Work order |
Since only a count is wanted, work out how many lines in the material below contain the word "crate" and return that number.
☆ ☆ ☆ ☆
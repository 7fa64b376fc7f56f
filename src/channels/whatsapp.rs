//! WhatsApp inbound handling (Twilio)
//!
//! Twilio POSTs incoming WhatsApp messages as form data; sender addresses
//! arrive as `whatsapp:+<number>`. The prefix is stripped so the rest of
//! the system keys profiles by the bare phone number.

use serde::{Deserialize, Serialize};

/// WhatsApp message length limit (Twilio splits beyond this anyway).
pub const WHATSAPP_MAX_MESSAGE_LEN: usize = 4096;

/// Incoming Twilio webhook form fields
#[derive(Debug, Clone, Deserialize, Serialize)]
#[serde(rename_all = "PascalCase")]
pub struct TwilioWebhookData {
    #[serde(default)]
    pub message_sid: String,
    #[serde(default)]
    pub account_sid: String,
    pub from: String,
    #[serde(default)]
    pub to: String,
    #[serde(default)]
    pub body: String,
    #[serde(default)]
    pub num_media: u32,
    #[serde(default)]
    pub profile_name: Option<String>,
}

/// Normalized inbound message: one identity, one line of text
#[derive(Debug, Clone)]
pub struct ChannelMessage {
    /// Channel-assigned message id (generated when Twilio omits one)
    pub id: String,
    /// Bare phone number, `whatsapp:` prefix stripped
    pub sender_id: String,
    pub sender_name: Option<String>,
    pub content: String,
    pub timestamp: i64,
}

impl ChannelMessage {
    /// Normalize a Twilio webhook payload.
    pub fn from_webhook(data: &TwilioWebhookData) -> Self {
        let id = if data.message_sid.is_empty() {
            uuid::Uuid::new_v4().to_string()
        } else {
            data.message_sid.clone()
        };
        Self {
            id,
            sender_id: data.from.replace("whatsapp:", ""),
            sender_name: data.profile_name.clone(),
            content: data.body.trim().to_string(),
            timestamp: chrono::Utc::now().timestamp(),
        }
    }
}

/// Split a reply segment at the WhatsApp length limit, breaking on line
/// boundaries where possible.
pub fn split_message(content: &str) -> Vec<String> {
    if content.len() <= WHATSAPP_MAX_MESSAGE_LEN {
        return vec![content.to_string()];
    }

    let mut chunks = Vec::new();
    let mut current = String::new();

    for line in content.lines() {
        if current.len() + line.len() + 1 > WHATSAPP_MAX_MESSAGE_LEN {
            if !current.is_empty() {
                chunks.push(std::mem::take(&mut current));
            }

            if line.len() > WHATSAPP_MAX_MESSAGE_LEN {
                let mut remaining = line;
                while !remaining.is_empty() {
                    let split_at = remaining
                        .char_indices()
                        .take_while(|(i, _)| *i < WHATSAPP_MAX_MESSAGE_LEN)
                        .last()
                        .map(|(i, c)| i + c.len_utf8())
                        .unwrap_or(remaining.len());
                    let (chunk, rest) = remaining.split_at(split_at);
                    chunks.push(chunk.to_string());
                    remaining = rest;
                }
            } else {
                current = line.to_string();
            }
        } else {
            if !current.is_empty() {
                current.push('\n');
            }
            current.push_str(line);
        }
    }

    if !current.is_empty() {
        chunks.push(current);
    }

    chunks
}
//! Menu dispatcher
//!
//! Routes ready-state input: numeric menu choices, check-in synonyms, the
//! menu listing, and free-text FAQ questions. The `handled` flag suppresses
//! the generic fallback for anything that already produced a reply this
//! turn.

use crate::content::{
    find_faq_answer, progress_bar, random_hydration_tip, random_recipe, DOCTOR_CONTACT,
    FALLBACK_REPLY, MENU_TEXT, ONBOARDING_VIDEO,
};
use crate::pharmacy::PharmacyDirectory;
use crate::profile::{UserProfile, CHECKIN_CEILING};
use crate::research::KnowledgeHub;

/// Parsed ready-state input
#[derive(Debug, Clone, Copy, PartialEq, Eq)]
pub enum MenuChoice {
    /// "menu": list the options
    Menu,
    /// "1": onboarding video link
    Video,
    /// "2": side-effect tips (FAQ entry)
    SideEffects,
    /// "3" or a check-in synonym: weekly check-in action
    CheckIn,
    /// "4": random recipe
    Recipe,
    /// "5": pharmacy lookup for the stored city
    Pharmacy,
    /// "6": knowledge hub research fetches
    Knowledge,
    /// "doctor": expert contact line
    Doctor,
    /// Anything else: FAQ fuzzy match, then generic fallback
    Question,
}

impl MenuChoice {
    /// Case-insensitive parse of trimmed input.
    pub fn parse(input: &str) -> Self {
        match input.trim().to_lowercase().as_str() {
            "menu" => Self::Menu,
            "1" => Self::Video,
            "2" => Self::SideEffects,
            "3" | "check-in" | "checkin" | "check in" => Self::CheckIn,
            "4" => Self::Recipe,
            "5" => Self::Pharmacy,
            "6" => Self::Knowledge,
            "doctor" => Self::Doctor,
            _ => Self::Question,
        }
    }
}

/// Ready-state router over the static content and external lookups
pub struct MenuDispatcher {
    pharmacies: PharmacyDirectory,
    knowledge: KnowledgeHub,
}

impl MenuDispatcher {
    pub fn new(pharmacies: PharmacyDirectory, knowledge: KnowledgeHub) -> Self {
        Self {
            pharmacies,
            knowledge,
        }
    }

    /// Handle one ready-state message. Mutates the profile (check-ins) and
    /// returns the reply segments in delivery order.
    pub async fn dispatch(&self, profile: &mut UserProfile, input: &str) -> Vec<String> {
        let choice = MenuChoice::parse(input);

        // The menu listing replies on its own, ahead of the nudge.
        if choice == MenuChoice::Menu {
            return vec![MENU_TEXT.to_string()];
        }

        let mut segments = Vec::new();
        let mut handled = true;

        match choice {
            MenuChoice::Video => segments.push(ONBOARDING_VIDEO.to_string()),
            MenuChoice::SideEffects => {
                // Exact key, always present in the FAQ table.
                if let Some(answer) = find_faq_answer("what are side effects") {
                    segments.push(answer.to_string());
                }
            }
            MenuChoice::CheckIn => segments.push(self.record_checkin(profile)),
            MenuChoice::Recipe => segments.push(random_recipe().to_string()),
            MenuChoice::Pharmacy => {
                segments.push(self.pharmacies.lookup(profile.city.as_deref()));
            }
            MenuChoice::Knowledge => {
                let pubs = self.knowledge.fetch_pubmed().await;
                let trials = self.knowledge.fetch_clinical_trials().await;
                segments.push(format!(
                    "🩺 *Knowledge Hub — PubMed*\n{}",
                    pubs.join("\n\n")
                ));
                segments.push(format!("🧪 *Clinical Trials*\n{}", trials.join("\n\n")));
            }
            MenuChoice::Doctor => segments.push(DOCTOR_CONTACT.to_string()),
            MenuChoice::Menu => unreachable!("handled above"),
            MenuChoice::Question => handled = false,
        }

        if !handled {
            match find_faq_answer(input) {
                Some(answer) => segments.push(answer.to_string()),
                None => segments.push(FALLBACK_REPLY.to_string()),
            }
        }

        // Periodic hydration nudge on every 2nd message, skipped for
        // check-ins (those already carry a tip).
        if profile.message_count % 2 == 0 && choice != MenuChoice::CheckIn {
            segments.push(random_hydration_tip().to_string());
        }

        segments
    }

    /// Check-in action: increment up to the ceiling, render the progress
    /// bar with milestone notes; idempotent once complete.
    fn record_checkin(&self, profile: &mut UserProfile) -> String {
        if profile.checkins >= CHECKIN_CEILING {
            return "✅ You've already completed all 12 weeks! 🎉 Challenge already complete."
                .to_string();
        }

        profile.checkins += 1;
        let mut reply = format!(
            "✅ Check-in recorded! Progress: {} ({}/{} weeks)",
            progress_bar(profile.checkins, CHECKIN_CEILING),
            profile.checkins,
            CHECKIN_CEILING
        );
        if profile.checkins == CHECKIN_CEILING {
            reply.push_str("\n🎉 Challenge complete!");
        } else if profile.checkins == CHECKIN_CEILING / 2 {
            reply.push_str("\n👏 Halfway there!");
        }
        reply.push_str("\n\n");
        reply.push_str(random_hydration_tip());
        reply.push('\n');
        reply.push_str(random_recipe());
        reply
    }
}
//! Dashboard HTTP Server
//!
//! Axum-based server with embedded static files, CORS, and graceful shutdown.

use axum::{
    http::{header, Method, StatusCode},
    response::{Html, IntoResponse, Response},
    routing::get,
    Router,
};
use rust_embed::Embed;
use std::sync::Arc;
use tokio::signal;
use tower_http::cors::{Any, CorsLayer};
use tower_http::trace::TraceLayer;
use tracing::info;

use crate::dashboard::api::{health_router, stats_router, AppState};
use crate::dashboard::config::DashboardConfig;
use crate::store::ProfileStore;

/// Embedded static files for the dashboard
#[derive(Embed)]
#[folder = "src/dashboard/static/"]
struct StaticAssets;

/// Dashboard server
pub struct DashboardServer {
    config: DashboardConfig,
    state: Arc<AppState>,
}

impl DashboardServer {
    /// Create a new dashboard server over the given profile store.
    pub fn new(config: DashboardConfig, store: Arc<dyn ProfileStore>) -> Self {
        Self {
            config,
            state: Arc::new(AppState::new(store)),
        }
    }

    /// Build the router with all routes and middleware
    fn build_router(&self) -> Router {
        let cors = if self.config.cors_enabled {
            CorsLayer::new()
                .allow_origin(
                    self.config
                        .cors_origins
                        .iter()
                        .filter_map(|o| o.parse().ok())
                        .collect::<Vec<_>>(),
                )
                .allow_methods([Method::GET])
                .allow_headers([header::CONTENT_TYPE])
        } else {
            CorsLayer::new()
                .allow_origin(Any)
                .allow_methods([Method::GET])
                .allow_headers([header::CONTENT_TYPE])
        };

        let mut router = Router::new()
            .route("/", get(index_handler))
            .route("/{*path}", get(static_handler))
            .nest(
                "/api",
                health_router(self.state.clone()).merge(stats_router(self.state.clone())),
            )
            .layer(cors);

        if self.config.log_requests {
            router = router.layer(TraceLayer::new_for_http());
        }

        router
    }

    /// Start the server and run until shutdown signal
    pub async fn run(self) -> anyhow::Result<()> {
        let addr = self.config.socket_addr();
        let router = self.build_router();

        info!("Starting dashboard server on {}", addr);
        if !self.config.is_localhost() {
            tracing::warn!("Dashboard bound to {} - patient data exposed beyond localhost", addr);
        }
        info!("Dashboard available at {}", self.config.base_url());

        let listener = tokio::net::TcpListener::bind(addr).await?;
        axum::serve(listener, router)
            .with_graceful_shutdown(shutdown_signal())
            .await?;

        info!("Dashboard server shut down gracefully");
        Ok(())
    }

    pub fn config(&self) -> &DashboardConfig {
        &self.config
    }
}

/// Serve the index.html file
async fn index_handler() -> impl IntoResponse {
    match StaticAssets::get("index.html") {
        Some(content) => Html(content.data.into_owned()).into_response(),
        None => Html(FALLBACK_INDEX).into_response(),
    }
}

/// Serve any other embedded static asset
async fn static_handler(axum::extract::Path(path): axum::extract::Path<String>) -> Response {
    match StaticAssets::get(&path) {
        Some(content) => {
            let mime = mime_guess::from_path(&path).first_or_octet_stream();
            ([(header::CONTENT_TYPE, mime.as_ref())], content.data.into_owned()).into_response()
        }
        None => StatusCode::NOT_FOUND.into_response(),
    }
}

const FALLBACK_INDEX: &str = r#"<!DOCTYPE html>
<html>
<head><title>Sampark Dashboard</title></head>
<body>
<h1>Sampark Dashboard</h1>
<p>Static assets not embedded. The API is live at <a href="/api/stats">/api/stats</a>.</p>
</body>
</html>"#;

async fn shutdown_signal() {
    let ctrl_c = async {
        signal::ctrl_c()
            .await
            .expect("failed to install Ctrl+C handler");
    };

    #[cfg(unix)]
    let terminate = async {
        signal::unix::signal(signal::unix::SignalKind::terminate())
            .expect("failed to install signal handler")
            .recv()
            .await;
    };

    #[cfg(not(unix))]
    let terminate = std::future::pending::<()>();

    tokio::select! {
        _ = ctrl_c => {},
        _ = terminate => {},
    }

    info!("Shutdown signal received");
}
☆ ☆ ☆ ☆
Answer below |
7